Mr Brown, a recent National Emergency Medal recipient for his efforts in the 2019-20 bushfires and an RFS volunteer of more than 50 years, also said retrofitting old trucks with new equipment was a good idea.
"There's things you can fit such as monitors now onto old trucks that make them much more effective," he said.
$75.4 million will boost the number of mitigation crews and $10 million to enhance strategic fire trails.
"Those trails need continuous work because they're often in bushland areas, trees fall over them, and they get washed away - especially these last 12 months with such high rainfall," Mr Brown said.
"$10 million doesn't sound like a lot to me."
Mr Brown said the biggest thing holding back the RFS and its volunteer numbers is bureaucratic red tape.

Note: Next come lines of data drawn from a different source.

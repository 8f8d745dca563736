use std::io::Write;
use crate::image_pipeline::buffer::ImageBuffer;
use crate::image_pipeline::common::error::Result;

/// Receives RGBA buffers stored top row first.
pub trait FrameEncoder {
    fn encode(&self, image: &ImageBuffer, output: &mut dyn Write) -> Result<()>;
}
use tracing::{debug, info, instrument};
use std::io::Write;
use std::path::Path;

use crate::image_pipeline::{
    buffer::{ImageBuffer, Origin, into_origin},
    common::error::{PipelineError, Result},
    composite::Compositor,
    conversions::{config::PipelineConfig, timing::PipelineTimings},
    frame::{FrameDecoder, FrameEncoder, FrameLayout, RawFrameDecoder, RawFrameEncoder},
};

/// Decode foreground and background → top-left row order → A over B → encode.
pub struct CompositePipeline<D: FrameDecoder, E: FrameEncoder> {
    foreground: D,
    background: D,
    encoder: E,
    config: PipelineConfig,
}

impl CompositePipeline<RawFrameDecoder, RawFrameEncoder> {
    pub fn new(config: PipelineConfig, foreground: FrameLayout, background: FrameLayout) -> Self {
        Self {
            foreground: RawFrameDecoder::new(foreground),
            background: RawFrameDecoder::new(background),
            encoder: RawFrameEncoder,
            config,
        }
    }
}

impl<D: FrameDecoder, E: FrameEncoder> CompositePipeline<D, E> {
    pub fn with_custom(foreground: D, background: D, encoder: E, config: PipelineConfig) -> Self {
        Self {
            foreground,
            background,
            encoder,
            config,
        }
    }

    fn decode(&self, decoder: &D, data: &[u8]) -> Result<ImageBuffer> {
        let frame = decoder.decode(data)?;
        self.config.check_dimensions(frame.width, frame.height)?;
        ImageBuffer::from_frame(frame)
    }

    fn run(
        &self,
        fg_data: &[u8],
        bg_data: &[u8],
        output: &mut dyn Write,
        timings: &mut PipelineTimings,
    ) -> Result<ImageBuffer> {
        let fg = timings.time("decode_foreground", || self.decode(&self.foreground, fg_data))?;
        let bg = timings.time("decode_background", || self.decode(&self.background, bg_data))?;

        let (fg, bg) = timings.time("orient", || {
            if fg.origin() != bg.origin() {
                debug!("Inputs differ in row order ({:?} vs {:?})", fg.origin(), bg.origin());
            }
            (into_origin(fg, Origin::TopLeft), into_origin(bg, Origin::TopLeft))
        });

        let compositor = Compositor::new().parallel(self.config.parallel);
        let image = timings.time("composite", || compositor.over(&fg, &bg))?;

        timings.time("encode", || self.encoder.encode(&image, output))?;

        Ok(image)
    }

    #[instrument(
        skip(self, fg_data, bg_data, output),
        fields(fg_size = fg_data.len(), bg_size = bg_data.len())
    )]
    pub fn convert(&self, fg_data: &[u8], bg_data: &[u8], output: &mut dyn Write) -> Result<()> {
        self.convert_with_timings(fg_data, bg_data, output).map(|_| ())
    }

    pub fn convert_with_timings(
        &self,
        fg_data: &[u8],
        bg_data: &[u8],
        output: &mut dyn Write,
    ) -> Result<PipelineTimings> {
        let mut timings = PipelineTimings::new();
        info!("Starting over composite");

        let image = self.run(fg_data, bg_data, output, &mut timings)?;

        info!(
            width = image.width(),
            height = image.height(),
            "Composite complete in {:.3}ms",
            timings.total_duration().as_secs_f64() * 1000.0
        );
        timings.log_summary();
        Ok(timings)
    }

    #[instrument(skip(self, fg_path, bg_path, output_path))]
    pub fn convert_file<P: AsRef<Path>, Q: AsRef<Path>, R: AsRef<Path>>(
        &self,
        fg_path: P,
        bg_path: Q,
        output_path: R,
    ) -> Result<()> {
        let fg_path = fg_path.as_ref();
        let bg_path = bg_path.as_ref();
        let output_path = output_path.as_ref();

        info!(
            foreground = %fg_path.display(),
            background = %bg_path.display(),
            output = %output_path.display(),
            "Compositing files"
        );

        let read = |path: &Path| {
            let _span = tracing::info_span!("read_input_file", path = %path.display()).entered();
            std::fs::read(path).map_err(|e| {
                PipelineError::InputReadError(format!("{}: {}", path.display(), e))
            })
        };
        let fg_data = read(fg_path)?;
        let bg_data = read(bg_path)?;

        let mut output_file = {
            let _span = tracing::info_span!("create_output_file").entered();
            std::fs::File::create(output_path).map_err(|e| {
                PipelineError::OutputWriteError(format!("{}: {}", output_path.display(), e))
            })?
        };

        self.convert(&fg_data, &bg_data, &mut output_file)?;

        Ok(())
    }

    pub fn config(&self) -> &PipelineConfig {
        &self.config
    }

    pub fn set_config(&mut self, config: PipelineConfig) {
        self.config = config;
    }
}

"The obstacles to people getting into the service now are quite considerable and that needs to be fixed," he said.
Steve Bellchambers, whose farm and business were destroyed in the Snowy Valleys Dunns Road bushfire in January 2020 and is yet to rebuild his home, said he welcomed any help from the government.
"But my concern is that it won't be spent the way it should be spent," he said.
"I guess one of the big things for me was that when the RFS were here in the 2020 fires, we had no support whatsoever from them.
"They were actually told not to come into our areas."
Mr Bellchambers said farmers, like the group of 30 he said worked together to defend local farms in 2020, should be given better resources to work alongside the RFS.
"Are they going to filter out their old equipment to farmers?" he said.
"Because at the end of the day, we're the front line and we've been defending with whatever we had available."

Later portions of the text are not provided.